Mr Jackson said he must have every fish cleaned, wrapped, and on ice within three minutes of being caught.
"Every minute after we leave it, it goes up a degree inside and it ends up starting to cook the flesh," Mr Jackson said.
The pair go out for four days at a time and reel in up to a tonne of tuna by hand.
A recovering fishery
Sean Tracey of the Institute for Marine and Antarctic Studies said southern bluefin was overfished in the 1970s and 80s.
"We're now seeing a stock recovery."
The fishery was recently declared recovering.
Dr Tracey said a lot of recreational fishers new to catching bluefin did not know how to care for the meat properly.
"We've got a program at the moment called Tuna Champions, which is an initiative to get the recreational fishers thinking about what they do with the southern bluefin tuna that they catch," Dr Tracey said.

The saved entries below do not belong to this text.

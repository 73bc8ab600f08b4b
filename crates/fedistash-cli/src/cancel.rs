//! Cooperative cancellation for long destructive batches.
//!
//! Ctrl-C sets a flag; the batch loops poll it between items and flush a
//! checkpoint before exiting, so an interrupted run never loses the work it
//! already did. No raw signal handling happens inside the loops themselves.

use std::sync::Arc;
use std::sync::atomic::{AtomicBool, Ordering};

use tracing::info;

/// A flag that flips once the user asks to stop.
#[derive(Clone, Debug)]
pub struct CancelToken(Arc<AtomicBool>);

impl CancelToken {
    /// Install the Ctrl-C handler and return the token it trips.
    pub fn install() -> Self {
        let token = Self(Arc::new(AtomicBool::new(false)));
        let flag = Arc::clone(&token.0);
        tokio::spawn(async move {
            if tokio::signal::ctrl_c().await.is_ok() {
                info!("interrupt received, finishing the current item");
                flag.store(true, Ordering::SeqCst);
            }
        });
        token
    }

    /// True once cancellation was requested.
    pub fn cancelled(&self) -> bool {
        self.0.load(Ordering::SeqCst)
    }

    #[cfg(test)]
    pub(crate) fn new() -> Self {
        Self(Arc::new(AtomicBool::new(false)))
    }

    #[cfg(test)]
    pub(crate) fn cancel(&self) {
        self.0.store(true, Ordering::SeqCst);
    }
}

#[cfg(test)]
mod tests {
    use super::*;

    #[test]
    fn the_flag_is_shared_across_clones() {
        let token = CancelToken::new();
        let observer = token.clone();
        assert!(!observer.cancelled());
        token.cancel();
        assert!(observer.cancelled());
    }
}
//! Html command implementation: static-page export.

use std::fmt::Write as _;
use std::fs;
use std::process::ExitCode;

use anyhow::{Context, Result};
use clap::Args;

use fedistash_core::{AccountId, Collection, Record};
use fedistash_store::load_combined;

use crate::commands::working_dir;
use crate::output;

#[derive(Args, Debug)]
pub struct HtmlArgs {
    /// Account whose archive to export, as user@domain
    pub account: String,

    /// Which collection to export
    #[arg(long, default_value = "statuses")]
    pub collection: Collection,

    /// Posts per generated page
    #[arg(long, default_value_t = 2000)]
    pub items_per_page: usize,

    /// Include split continuation files
    #[arg(long)]
    pub combine: bool,
}

pub async fn run(args: HtmlArgs) -> Result<ExitCode> {
    let dir = working_dir();
    let account = AccountId::new(&args.account)?;
    let per_page = args.items_per_page.max(1);

    let document = load_combined(dir, &account, true, args.combine)?
        .unwrap_or_default();
    let records = document.collection(args.collection);

    if records.is_empty() {
        output::field(args.collection.as_str(), "nothing to export");
        return Ok(ExitCode::from(3));
    }

    let title = format!("{} - {}", account, args.collection);
    let page_count = records.len().div_ceil(per_page);

    for (page, chunk) in records.chunks(per_page).enumerate() {
        let file = page_file(&account, args.collection, page);
        let html = render_page(&title, chunk, page, page_count, &account, args.collection);
        fs::write(dir.join(&file), html).with_context(|| format!("failed to write {}", file))?;
        output::field("wrote", &file);
    }

    output::success(&format!(
        "Exported {} {} across {} page(s)",
        records.len(),
        args.collection,
        page_count,
    ));
    Ok(ExitCode::SUCCESS)
}

fn page_file(account: &AccountId, collection: Collection, page: usize) -> String {
    format!(
        "{}.user.{}.{}.{}.html",
        account.domain(),
        account.username(),
        collection,
        page,
    )
}

fn render_page(
    title: &str,
    records: &[Record],
    page: usize,
    page_count: usize,
    account: &AccountId,
    collection: Collection,
) -> String {
    let mut html = String::new();
    let _ = write!(
        html,
        "<!DOCTYPE html>\n<html lang=\"en\">\n<head>\n<meta charset=\"utf-8\">\n\
         <title>{}</title>\n<style>\n\
         body {{ max-width: 42em; margin: 2em auto; font-family: sans-serif; }}\n\
         .entry {{ border-bottom: 1px solid #ccc; padding: 1em 0; }}\n\
         .meta {{ color: #666; font-size: smaller; }}\n\
         nav {{ margin: 1em 0; }}\n\
         </style>\n</head>\n<body>\n<h1>{}</h1>\n",
        escape(title),
        escape(title),
    );

    html.push_str(&nav(account, collection, page, page_count));

    for record in records {
        html.push_str("<div class=\"entry\">\n");

        let boosted = record.reblog.as_deref();
        let source = boosted.unwrap_or(record);
        let _ = write!(html, "<p class=\"meta\">{}", escape(&record.created_at));
        if boosted.is_some() {
            html.push_str(" (boost)");
        }
        if let Some(url) = source.payload.get("url").and_then(|v| v.as_str()) {
            let _ = write!(html, " &middot; <a href=\"{}\">link</a>", escape(url));
        }
        html.push_str("</p>\n");

        // Server content is already sanitized HTML; embed it as-is.
        if let Some(content) = source.payload.get("content").and_then(|v| v.as_str()) {
            html.push_str(content);
            html.push('\n');
        }

        if let Some(attachments) = source
            .payload
            .get("media_attachments")
            .and_then(|v| v.as_array())
        {
            for attachment in attachments {
                if let Some(url) = attachment.get("url").and_then(|v| v.as_str()) {
                    let _ = write!(
                        html,
                        "<p><a href=\"{}\">attachment</a></p>\n",
                        escape(url)
                    );
                }
            }
        }

        html.push_str("</div>\n");
    }

    html.push_str(&nav(account, collection, page, page_count));
    html.push_str("</body>\n</html>\n");
    html
}

fn nav(account: &AccountId, collection: Collection, page: usize, page_count: usize) -> String {
    let mut nav = String::from("<nav>");
    if page > 0 {
        let _ = write!(
            nav,
            "<a href=\"{}\">newer</a> ",
            page_file(account, collection, page - 1)
        );
    }
    let _ = write!(nav, "page {} of {}", page + 1, page_count);
    if page + 1 < page_count {
        let _ = write!(
            nav,
            " <a href=\"{}\">older</a>",
            page_file(account, collection, page + 1)
        );
    }
    nav.push_str("</nav>\n");
    nav
}

fn escape(text: &str) -> String {
    text.replace('&', "&amp;")
        .replace('<', "&lt;")
        .replace('>', "&gt;")
        .replace('"', "&quot;")
}

#[cfg(test)]
mod tests {
    use super::*;
    use serde_json::json;

    #[test]
    fn page_files_follow_the_archive_naming_convention() {
        let account = AccountId::new("alice@example.org").unwrap();
        assert_eq!(
            page_file(&account, Collection::Statuses, 0),
            "example.org.user.alice.statuses.0.html"
        );
    }

    #[test]
    fn rendered_pages_escape_metadata_but_embed_content() {
        let account = AccountId::new("alice@example.org").unwrap();
        let record: Record = serde_json::from_value(json!({
            "id": "1",
            "created_at": "2024-01-05T00:00:00Z",
            "content": "<p>hello</p>",
            "url": "https://example.org/@alice/1?a=1&b=2",
        }))
        .unwrap();

        let page = render_page(
            "t",
            std::slice::from_ref(&record),
            0,
            1,
            &account,
            Collection::Statuses,
        );
        assert!(page.contains("<p>hello</p>"));
        assert!(page.contains("a=1&amp;b=2"));
        assert!(page.contains("page 1 of 1"));
    }
}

He used Mr Garland's operation as an example of how recreational fishers should treat their catch, in a documentary for Tuna Champions.
"They [Mr Garland and Mr Jackson] are handling each fish like an absolute baby from hook-up to unloading," Dr Tracey said.
"Making sure they're brain spiked so it's a humane killing, icing the fish down, making sure every fish is in its absolute best condition.
High-end demand
Mr Ishii taught the fishermen how to grade and look after the tuna to ensure they get the high price tag.
In Australia these fish sell for $30 a kilogram, but Mr Ishii said the same fish would sell for $50 a kilogram in Japan.
He had bought from the pair before, but came to Tasmania to check the fish were being cared for properly before sending some to Japan.
His main concern was that the rod-and-reel method could affect the quality of the sashimi, because fighting with the fish can release adrenaline into the muscles.
But Mr Garland said struggling with the fish for more than 20 minutes would allow the adrenaline to be reabsorbed, maintaining the quality.
"I just wanted to double-check the quality, but actually [the] tuna is quite good," Mr Ishii said.
Mr Garland said their product was already in high demand at the moment.
Executive sushi chef at Masuya Japanese restaurant in Sydney, Toshihiko Oe, also came to inspect the catch and said he could not get enough of this new product.
"I want to buy them all," Mr Oe said of Mr Garland's catch.
The fishery has only been operating for a few weeks, but Mr Garland said catching tuna like this had been a dream of his for a long time.
"We've had the opportunity to get this boat and we've got some quota and no-one is really doing it down here — the bluefin tuna, especially rod and reel — so we jumped at the opportunity," he said.